* _ACTION ITEM_:
Use the entries below and reproduce exactly the lines from the one containing "pub fn deploy_with(mut" down to the one containing "(3 * 32 bytes)", both of them included.

* _SOURCE MATERIAL_:

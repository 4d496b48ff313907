//! Builds unsigned operations for smart-account actions

use super::operation::{GasLimits, UserOperation};
use crate::Result;
use crate::types::{function_selector, parse_address};
use alloy_primitives::{Address, U256};
use serde::{Deserialize, Serialize};
use tracing::debug;

/// Factory call used to deploy an account the first time it acts
#[derive(Debug, Clone, Copy, PartialEq, Eq, Serialize, Deserialize)]
pub struct AccountDeployment {
    /// Account factory contract
    pub factory: Address,
    /// Owner passed to `createAccount`
    pub owner: Address,
}

/// Builder for a single [`UserOperation`].
///
/// Pure: it never performs network I/O. The caller supplies the nonce and
/// deployment state read from the chain.
#[derive(Debug, Clone)]
pub struct OperationBuilder {
    sender: Address,
    nonce: U256,
    deployed: bool,
    deployment: Option<(AccountDeployment, U256)>,
    gas: GasLimits,
}

impl OperationBuilder {
    /// Start an operation for `sender` at anti-replay counter `nonce`
    pub fn new(sender: Address, nonce: U256) -> Self {
        Self {
            sender,
            nonce,
            deployed: true,
            deployment: None,
            gas: GasLimits::default(),
        }
    }

    /// Whether the sender already has code on chain
    pub fn account_deployed(mut self, deployed: bool) -> Self {
        self.deployed = deployed;
        self
    }

    /// Deployment payload used when the account is not yet deployed
    pub fn deploy_with(mut self, deployment: AccountDeployment, salt: U256) -> Self {
        self.deployment = Some((deployment, salt));
        self
    }

    /// Override the initial gas limits
    pub fn gas_limits(mut self, gas: GasLimits) -> Self {
        self.gas = gas;
        self
    }

    /// Native value transfer to `to`
    pub fn transfer(self, to: &str, value: U256) -> Result<UserOperation> {
        let to = parse_address(to)?;
        Ok(self.call(to, value, &[]))
    }

    /// Arbitrary call from the account
    pub fn call(self, to: Address, value: U256, data: &[u8]) -> UserOperation {
        let call_data = encode_execute(to, value, data);
        let operation = UserOperation::new(self.sender, self.nonce, call_data, self.gas);

        match (self.deployed, self.deployment) {
            (false, Some((deployment, salt))) => {
                debug!(
                    sender = %self.sender,
                    factory = %deployment.factory,
                    "Account not deployed, attaching factory call"
                );
                let factory_data = encode_create_account(deployment.owner, salt);
                operation.with_factory(deployment.factory, factory_data)
            }
            _ => operation,
        }
    }
}

/// Calldata for `execute((address target, uint256 value, bytes data))`
pub fn encode_execute(to: Address, value: U256, data: &[u8]) -> Vec<u8> {
    let mut encoded = function_selector("execute((address,uint256,bytes))").to_vec();

    // offset to the tuple (it holds a dynamic member)
    encoded.extend_from_slice(&U256::from(32u64).to_be_bytes::<32>());

    // address (32 bytes padded)
    encoded.extend_from_slice(&[0u8; 12]);
    encoded.extend_from_slice(to.as_slice());

    // uint256 value
    encoded.extend_from_slice(&value.to_be_bytes::<32>());

    // bytes offset within the tuple (3 * 32 bytes)
    encoded.extend_from_slice(&U256::from(96u64).to_be_bytes::<32>());

    // length
    encoded.extend_from_slice(&U256::from(data.len()).to_be_bytes::<32>());

    // data (padded to 32 bytes)
    encoded.extend_from_slice(data);
    let padding = (32 - (data.len() % 32)) % 32;
    encoded.extend_from_slice(&vec![0u8; padding]);

    encoded
}

/// Calldata for `createAccount(address owner, uint256 salt)`
pub fn encode_create_account(owner: Address, salt: U256) -> Vec<u8> {
    let mut encoded = function_selector("createAccount(address,uint256)").to_vec();
    encoded.extend_from_slice(&[0u8; 12]);
    encoded.extend_from_slice(owner.as_slice());
    encoded.extend_from_slice(&salt.to_be_bytes::<32>());
    encoded
}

* _ANSWER TO THIS PROBLEM_:
    pub fn deploy_with(mut self, deployment: AccountDeployment, salt: U256) -> Self {
        self.deployment = Some((deployment, salt));
        self
    }

    /// Override the initial gas limits
    pub fn gas_limits(mut self, gas: GasLimits) -> Self {
        self.gas = gas;
        self
    }

    /// Native value transfer to `to`
    pub fn transfer(self, to: &str, value: U256) -> Result<UserOperation> {
        let to = parse_address(to)?;
        Ok(self.call(to, value, &[]))
    }

    /// Arbitrary call from the account
    pub fn call(self, to: Address, value: U256, data: &[u8]) -> UserOperation {
        let call_data = encode_execute(to, value, data);
        let operation = UserOperation::new(self.sender, self.nonce, call_data, self.gas);

        match (self.deployed, self.deployment) {
            (false, Some((deployment, salt))) => {
                debug!(
                    sender = %self.sender,
                    factory = %deployment.factory,
                    "Account not deployed, attaching factory call"
                );
                let factory_data = encode_create_account(deployment.owner, salt);
                operation.with_factory(deployment.factory, factory_data)
            }
            _ => operation,
        }
    }
}

/// Calldata for `execute((address target, uint256 value, bytes data))`
pub fn encode_execute(to: Address, value: U256, data: &[u8]) -> Vec<u8> {
    let mut encoded = function_selector("execute((address,uint256,bytes))").to_vec();

    // offset to the tuple (it holds a dynamic member)
    encoded.extend_from_slice(&U256::from(32u64).to_be_bytes::<32>());

    // address (32 bytes padded)
    encoded.extend_from_slice(&[0u8; 12]);
    encoded.extend_from_slice(to.as_slice());

    // uint256 value
    encoded.extend_from_slice(&value.to_be_bytes::<32>());

    // bytes offset within the tuple (3 * 32 bytes)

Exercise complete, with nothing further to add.